Júnior morria de vontade de brincar com os meninos negros. Mais do que qualquer outra coisa, queria brincar de rei da montanha, que o empurrassem monte de terra abaixo e rolassem por cima dele. Queria sentir-lhes a rigidez comprimindo-se contra ele, sentir o cheiro da negritude rebelde deles e dizer “Foda-se” com aquela deliciosa naturalidade. Queria sentar com eles na calçada e comparar o fio dos canivetes, a distância e o arco das cusparadas. No banheiro, queria compartilhar com eles os louros de ser capaz de fazer xixi de longe e por muito tempo. Em certa época Bay Boy e P.L. foram seus ídolos. Aos poucos acabou concordando com a mãe que nenhum dos dois era bom o suficiente para ele. Só brincava com Ralph Nisensky, que era dois anos mais novo, usava óculos e não queria fazer nada. Júnior gostava cada vez mais de intimidar meninas. Era fácil fazê-las gritar e sair correndo. Como ele ria quando elas caíam e as calcinhas apareciam. Quando se levantavam de rosto vermelho e contraído, ele se sentia bem. Não amolava muito as meninas negras. Elas geralmente andavam em bandos, e uma vez, quando ele atirou uma pedra em algumas delas, todas correram atrás dele, pegaram-no e lhe deram uma surra das feias. Ele mentiu para a mãe, dizendo que tinha sido Bay Boy. A mãe ficou muito aborrecida. O pai se limitou a continuar lendo o Journal de Lorain.

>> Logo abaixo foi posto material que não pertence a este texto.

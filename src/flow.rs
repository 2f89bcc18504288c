use crate::persist::{self, PersistOutcome, RowUpdate};
use crate::ranking::{self, TieGroup};
use crate::tiebreak::{self, ResolveError, WinnerRef};
use log::{debug, warn};
use shiai_store::client::{ScoreStore, StoreError};
use shiai_store::{CompetitorScore, TournamentClass};
use std::collections::HashSet;
use std::fmt;

pub type FlowResult<T> = Result<T, FlowError>;

#[derive(Debug)]
pub enum FlowError {
    Store(StoreError),
    /// No tie group shares the requested rank in the current standings.
    GroupNotFound { rank: u32 },
    Resolve(ResolveError),
    /// The reset batch for a redo left rows unwritten; resolution was not
    /// started. Retry the whole tie-break rather than resuming.
    ResetIncomplete(PersistOutcome),
}

impl fmt::Display for FlowError {
    fn fmt(&self, f: &mut fmt::Formatter<'_>) -> fmt::Result {
        match self {
            FlowError::Store(e) => write!(f, "store error: {e}"),
            FlowError::GroupNotFound { rank } => {
                write!(f, "no tie group at rank {rank} in the current standings")
            }
            FlowError::Resolve(e) => write!(f, "tie-break not applied: {e}"),
            FlowError::ResetIncomplete(outcome) => write!(
                f,
                "tie-break reset left {} row(s) unwritten",
                outcome.failures.len()
            ),
        }
    }
}

impl From<StoreError> for FlowError {
    fn from(e: StoreError) -> Self {
        FlowError::Store(e)
    }
}

impl From<ResolveError> for FlowError {
    fn from(e: ResolveError) -> Self {
        FlowError::Resolve(e)
    }
}

/// Event standings as derived from the store on one load.
#[derive(Debug, Clone)]
pub struct Standings {
    /// All score rows, best first, with freshly computed ranks.
    pub scores: Vec<CompetitorScore>,
    pub tie_groups: Vec<TieGroup>,
    /// Podium tie groups still awaiting an operator decision.
    pub unresolved_podium: Vec<TieGroup>,
    /// Whether a prior podium tie-break exists to redo.
    pub can_redo: bool,
}

/// Result of one tie-break action: what was computed, and how the writes went.
#[derive(Debug)]
pub struct TieBreakReport {
    pub resolved: Vec<CompetitorScore>,
    pub outcome: PersistOutcome,
}

// ---------------------------------------------------------------------------
// Scoring flow
// ---------------------------------------------------------------------------

/// The single entry point UI event handlers call into.
///
/// One instance per injected store; all rank state is re-derived from the
/// store on every call, so two operators editing the same event converge on
/// whatever the rows say after their last writes (last-write-wins per row).
/// Callers are expected to reload standings after any mutating call instead
/// of trusting in-memory results.
#[derive(Debug)]
pub struct ScoringService<S> {
    store: S,
}

impl<S: ScoreStore> ScoringService<S> {
    pub fn new(store: S) -> Self {
        Self { store }
    }

    /// Load an event's standings, recomputing ranks and tie groups from the
    /// score rows.
    pub async fn load_standings(&self, event_id: &str) -> FlowResult<Standings> {
        let rows = self.store.fetch_scores(event_id).await?;
        debug!("loaded {} score row(s) for event {event_id}", rows.len());
        Ok(Standings {
            scores: ranking::compute_ranks(&rows),
            tie_groups: ranking::tie_groups(&rows),
            unresolved_podium: tiebreak::unresolved_podium_groups(&rows),
            can_redo: tiebreak::has_resolved_podium_ties(&rows),
        })
    }

    /// Resolve the tie group sharing `group_rank` with the operator's winner
    /// order, and persist the result.
    ///
    /// Redo is implicit: if any member was resolved before, the group is
    /// first reset in the store, and the reset batch must fully land before
    /// any resolve write is issued — a failed reset aborts the action so
    /// final ranks can never compound.
    pub async fn resolve_tie_break(
        &self,
        event_id: &str,
        group_rank: u32,
        winners: &[WinnerRef],
        class_label: &str,
    ) -> FlowResult<TieBreakReport> {
        let class = class_from_label(class_label);
        let rows = self.store.fetch_scores(event_id).await?;
        let ranked = ranking::compute_ranks(&rows);
        let members: Vec<CompetitorScore> = ranked
            .iter()
            .filter(|s| s.rank == Some(group_rank))
            .cloned()
            .collect();
        if members.len() < 2 {
            return Err(FlowError::GroupNotFound { rank: group_rank });
        }

        let resets: Vec<RowUpdate> = members
            .iter()
            .filter(|m| m.final_rank.is_some() || m.tie_break.is_set())
            .map(|m| RowUpdate::reset(&m.id))
            .collect();
        if !resets.is_empty() {
            debug!(
                "resetting {} previously resolved row(s) at rank {group_rank} before redo",
                resets.len()
            );
            let outcome = persist::persist_updates(&self.store, &resets).await;
            if !outcome.success() {
                return Err(FlowError::ResetIncomplete(outcome));
            }
        }

        let field_size = self.store.fetch_participant_count(event_id).await?;
        let resolved = tiebreak::resolve_tie(&members, winners, class, field_size)?;
        let updates: Vec<RowUpdate> =
            resolved.iter().filter_map(RowUpdate::placement).collect();
        let outcome = persist::persist_updates(&self.store, &updates).await;
        Ok(TieBreakReport { resolved, outcome })
    }

    /// Remove a competitor from an event, then recompute and re-persist the
    /// remaining standings — removal can close gaps in the rank sequence.
    ///
    /// Untied rows get their fresh rank written through as the final
    /// placement; rows still tied after the removal have any stale
    /// resolution cleared and wait for a new tie-break.
    pub async fn remove_competitor(
        &self,
        event_id: &str,
        competitor_id: &str,
        class_label: &str,
    ) -> FlowResult<PersistOutcome> {
        let class = class_from_label(class_label);
        self.store.delete_participant(event_id, competitor_id).await?;

        let rows = self.store.fetch_scores(event_id).await?;
        let field_size = self.store.fetch_participant_count(event_id).await?;
        let ranked = ranking::compute_ranks(&rows);
        let tied_ids: HashSet<String> = ranking::tie_groups(&rows)
            .into_iter()
            .flat_map(|g| g.member_ids)
            .collect();

        let updates: Vec<RowUpdate> = ranked
            .iter()
            .filter_map(|s| {
                let rank = s.rank?;
                Some(if tied_ids.contains(&s.id) {
                    RowUpdate::tied_standing(&s.id, rank)
                } else {
                    RowUpdate::standing(&s.id, rank, class, field_size)
                })
            })
            .collect();
        debug!(
            "recomputing {} remaining row(s) for event {event_id} after removing {competitor_id}",
            updates.len()
        );
        Ok(persist::persist_updates(&self.store, &updates).await)
    }
}

/// Parse the event's stored class label, logging the unknown-class case the
/// points table silently zeroes.
fn class_from_label(label: &str) -> Option<TournamentClass> {
    let class = TournamentClass::parse(label);
    if class.is_none() {
        warn!("unknown tournament class label {label:?}; points will be zero");
    }
    class
}

#[cfg(test)]
mod tests {
    use super::*;
    use shiai_store::memory::MemoryStore;
    use shiai_store::{Medal, TieBreakStatus};

    const EVENT: &str = "ev-1";
    const CLASS: &str = "AAA - Nationals";

    fn entrant(id: &str, total: f64) -> CompetitorScore {
        CompetitorScore {
            id: id.to_owned(),
            competitor_id: format!("c-{id}"),
            name: id.to_owned(),
            total_score: total,
            ..Default::default()
        }
    }

    fn seeded() -> ScoringService<MemoryStore> {
        let store = MemoryStore::new();
        store.insert_score(EVENT, entrant("s-lead", 27.5));
        store.insert_score(EVENT, entrant("s-a", 26.0));
        store.insert_score(EVENT, entrant("s-b", 26.0));
        store.insert_score(EVENT, entrant("s-c", 26.0));
        ScoringService::new(store)
    }

    #[tokio::test]
    async fn standings_recompute_ranks_from_scores() {
        let store = MemoryStore::new();
        // Stored rank state is stale on purpose; only totals matter.
        store.insert_score(EVENT, CompetitorScore { rank: Some(99), ..entrant("s-1", 24.0) });
        store.insert_score(EVENT, CompetitorScore { rank: Some(1), ..entrant("s-2", 26.0) });
        let service = ScoringService::new(store);

        let standings = service.load_standings(EVENT).await.unwrap();
        assert_eq!(standings.scores[0].id, "s-2");
        assert_eq!(standings.scores[0].rank, Some(1));
        assert_eq!(standings.scores[1].rank, Some(2));
        assert!(standings.tie_groups.is_empty());
        assert!(!standings.can_redo);
    }

    #[tokio::test]
    async fn standings_surface_unresolved_podium_ties() {
        let service = seeded();
        let standings = service.load_standings(EVENT).await.unwrap();
        assert_eq!(standings.unresolved_podium.len(), 1);
        assert_eq!(standings.unresolved_podium[0].rank, 2);
        assert_eq!(
            standings.unresolved_podium[0].member_ids,
            vec!["s-a", "s-b", "s-c"]
        );
    }

    #[tokio::test]
    async fn resolve_writes_ranks_points_and_mirror() {
        let service = seeded();
        let winners = [WinnerRef::from("s-b"), WinnerRef::from("s-a")];
        let report = service
            .resolve_tie_break(EVENT, 2, &winners, CLASS)
            .await
            .unwrap();
        assert!(report.outcome.success());

        let row = |id: &str| service.store.row(id).unwrap();
        assert_eq!(row("s-b").score.final_rank, Some(2));
        assert_eq!(row("s-b").score.points, 15);
        assert_eq!(row("s-b").score.medal, Some(Medal::Silver));
        assert_eq!(row("s-b").score.tie_break, TieBreakStatus::Selected { order: 1 });
        assert_eq!(row("s-a").score.final_rank, Some(3));
        assert_eq!(row("s-a").score.points, 10);
        assert_eq!(row("s-c").score.final_rank, Some(4));
        assert_eq!(row("s-c").score.points, 0);
        assert_eq!(row("s-c").score.tie_break, TieBreakStatus::Unselected);

        for id in ["s-a", "s-b", "s-c"] {
            let stored = row(id);
            assert_eq!(stored.placement, stored.score.final_rank);
        }

        let standings = service.load_standings(EVENT).await.unwrap();
        assert!(standings.unresolved_podium.is_empty());
        assert!(standings.can_redo);
    }

    #[tokio::test]
    async fn redo_matches_a_fresh_resolution() {
        let service = seeded();
        let first = [WinnerRef::from("s-a"), WinnerRef::from("s-b")];
        service.resolve_tie_break(EVENT, 2, &first, CLASS).await.unwrap();

        let redo = [WinnerRef::from("s-b"), WinnerRef::from("s-a")];
        service.resolve_tie_break(EVENT, 2, &redo, CLASS).await.unwrap();

        let fresh = seeded();
        fresh.resolve_tie_break(EVENT, 2, &redo, CLASS).await.unwrap();

        for id in ["s-a", "s-b", "s-c"] {
            let redone = service.store.row(id).unwrap();
            let baseline = fresh.store.row(id).unwrap();
            assert_eq!(redone.score.final_rank, baseline.score.final_rank, "row {id}");
            assert_eq!(redone.score.points, baseline.score.points, "row {id}");
            assert_eq!(redone.score.tie_break, baseline.score.tie_break, "row {id}");
        }
    }

    #[tokio::test]
    async fn failed_reset_aborts_the_redo() {
        let service = seeded();
        let first = [WinnerRef::from("s-a"), WinnerRef::from("s-b")];
        service.resolve_tie_break(EVENT, 2, &first, CLASS).await.unwrap();

        service.store.fail_updates_for("s-b");
        let redo = [WinnerRef::from("s-c")];
        let err = service
            .resolve_tie_break(EVENT, 2, &redo, CLASS)
            .await
            .unwrap_err();
        assert!(matches!(err, FlowError::ResetIncomplete(_)), "got {err}");

        // The sibling resets landed (no rollback), but no resolve write was
        // issued: nothing in the group carries a fresh selection.
        let cleared = service.store.row("s-c").unwrap();
        assert_eq!(cleared.score.final_rank, None);
        assert_eq!(cleared.score.tie_break, TieBreakStatus::Unset);
        let failed = service.store.row("s-b").unwrap();
        assert_eq!(failed.score.tie_break, TieBreakStatus::Selected { order: 2 });
    }

    #[tokio::test]
    async fn missing_group_and_empty_winners_are_reported() {
        let service = seeded();
        let err = service
            .resolve_tie_break(EVENT, 1, &[WinnerRef::from("s-lead")], CLASS)
            .await
            .unwrap_err();
        assert!(matches!(err, FlowError::GroupNotFound { rank: 1 }), "got {err}");

        let err = service.resolve_tie_break(EVENT, 2, &[], CLASS).await.unwrap_err();
        assert!(
            matches!(err, FlowError::Resolve(ResolveError::NoMatchedWinners)),
            "got {err}"
        );
    }

    #[tokio::test]
    async fn removal_recomputes_the_remaining_standings() {
        let store = MemoryStore::new();
        store.insert_score(EVENT, entrant("s-1", 27.0));
        store.insert_score(EVENT, entrant("s-2", 26.0));
        store.insert_score(EVENT, entrant("s-3", 26.0));
        store.insert_score(EVENT, entrant("s-4", 25.0));
        let service = ScoringService::new(store);

        // Removing the leader promotes the tied pair to rank 1.
        let outcome = service.remove_competitor(EVENT, "c-s-1", CLASS).await.unwrap();
        assert!(outcome.success());

        let row = |id: &str| service.store.row(id).unwrap();
        assert_eq!(row("s-2").score.rank, Some(1));
        assert_eq!(row("s-2").score.final_rank, None, "tied rows await a tie-break");
        assert_eq!(row("s-3").score.rank, Some(1));
        assert_eq!(row("s-4").score.rank, Some(3));
        assert_eq!(row("s-4").score.final_rank, Some(3));
        assert_eq!(row("s-4").placement, Some(3));
        assert_eq!(row("s-4").score.medal, Some(Medal::Bronze));
        assert_eq!(row("s-4").score.points, 10);

        let standings = service.load_standings(EVENT).await.unwrap();
        assert_eq!(standings.unresolved_podium.len(), 1);
        assert_eq!(standings.unresolved_podium[0].rank, 1);
    }

    #[tokio::test]
    async fn removal_clears_stale_resolutions_of_still_tied_rows() {
        let store = MemoryStore::new();
        store.insert_score(EVENT, entrant("s-1", 27.0));
        store.insert_score(EVENT, entrant("s-2", 26.0));
        store.insert_score(EVENT, entrant("s-3", 26.0));
        let service = ScoringService::new(store);

        let winners = [WinnerRef::from("s-2")];
        service.resolve_tie_break(EVENT, 2, &winners, CLASS).await.unwrap();
        assert_eq!(service.store.row("s-2").unwrap().score.final_rank, Some(2));

        // s-2 and s-3 stay tied after the removal; their old resolution is
        // for a rank that no longer exists.
        service.remove_competitor(EVENT, "c-s-1", CLASS).await.unwrap();
        let row = service.store.row("s-2").unwrap();
        assert_eq!(row.score.rank, Some(1));
        assert_eq!(row.score.final_rank, None);
        assert_eq!(row.score.tie_break, TieBreakStatus::Unset);
    }
}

Quando lhe dava na veneta, chamava qualquer menino que estivesse passando para brincar nos balanços ou na gangorra. Se o menino não quisesse, ou quisesse mas fosse embora cedo demais, Júnior jogava pedrinhas nele. Adquiriu uma ótima pontaria.

Como em casa alternava o tédio com o medo, o pátio era a sua alegria. Num dia em que estava especialmente à toa, viu uma menina muito preta cortar caminho pelo pátio. Ia de cabeça baixa. Ele já a tinha visto muitas vezes no recreio, sozinha, sempre sozinha. Ninguém nunca brincava com ela. Provavelmente porque ela é muito feia, pensou ele.

Júnior chamou-a. “Ei! O que é que você está fazendo, atravessando o meu pátio?” A menina parou.

“Ninguém pode passar por este pátio se eu não deixar.”

“O pátio não é seu. É da escola.” “Mas eu é que mando aqui.” A menina se pôs a andar de novo.

“Espere.” Júnior foi até ela. “Você pode brincar aqui, se quiser. Como você se chama?”

“Pecola. Eu não quero brincar.”

“Vamos. Eu não vou amolar você.”

“Tenho que ir para casa.”

“Quer ver uma coisa? Tenho uma coisa para te mostrar.”

“Não. O que é?”

“Vamos até lá em casa. Olha, eu moro logo ali. Vamos. Eu te mostro.”

“Mostra o quê?”

“Uns gatinhos. A gente tem gatinhos. Você pode ficar com um, se quiser.”

“Gatinhos de verdade?”

“É. Vamos.”

Ele puxou de leve o vestido dela. Pecola começou a andar na direção da casa. Quando percebeu que ela havia concordado, Júnior correu na frente, entusiasmado, parando só para gritar para ela que andasse logo. Segurou a porta para ela, todo sorrisos e encorajamento. Pecola subiu os degraus da varanda e hesitou, com medo de entrar. A casa parecia escura. Júnior disse: “Não tem ninguém em casa. Minha mãe saiu e meu pai está trabalhando. Você não quer ver os gatinhos?”.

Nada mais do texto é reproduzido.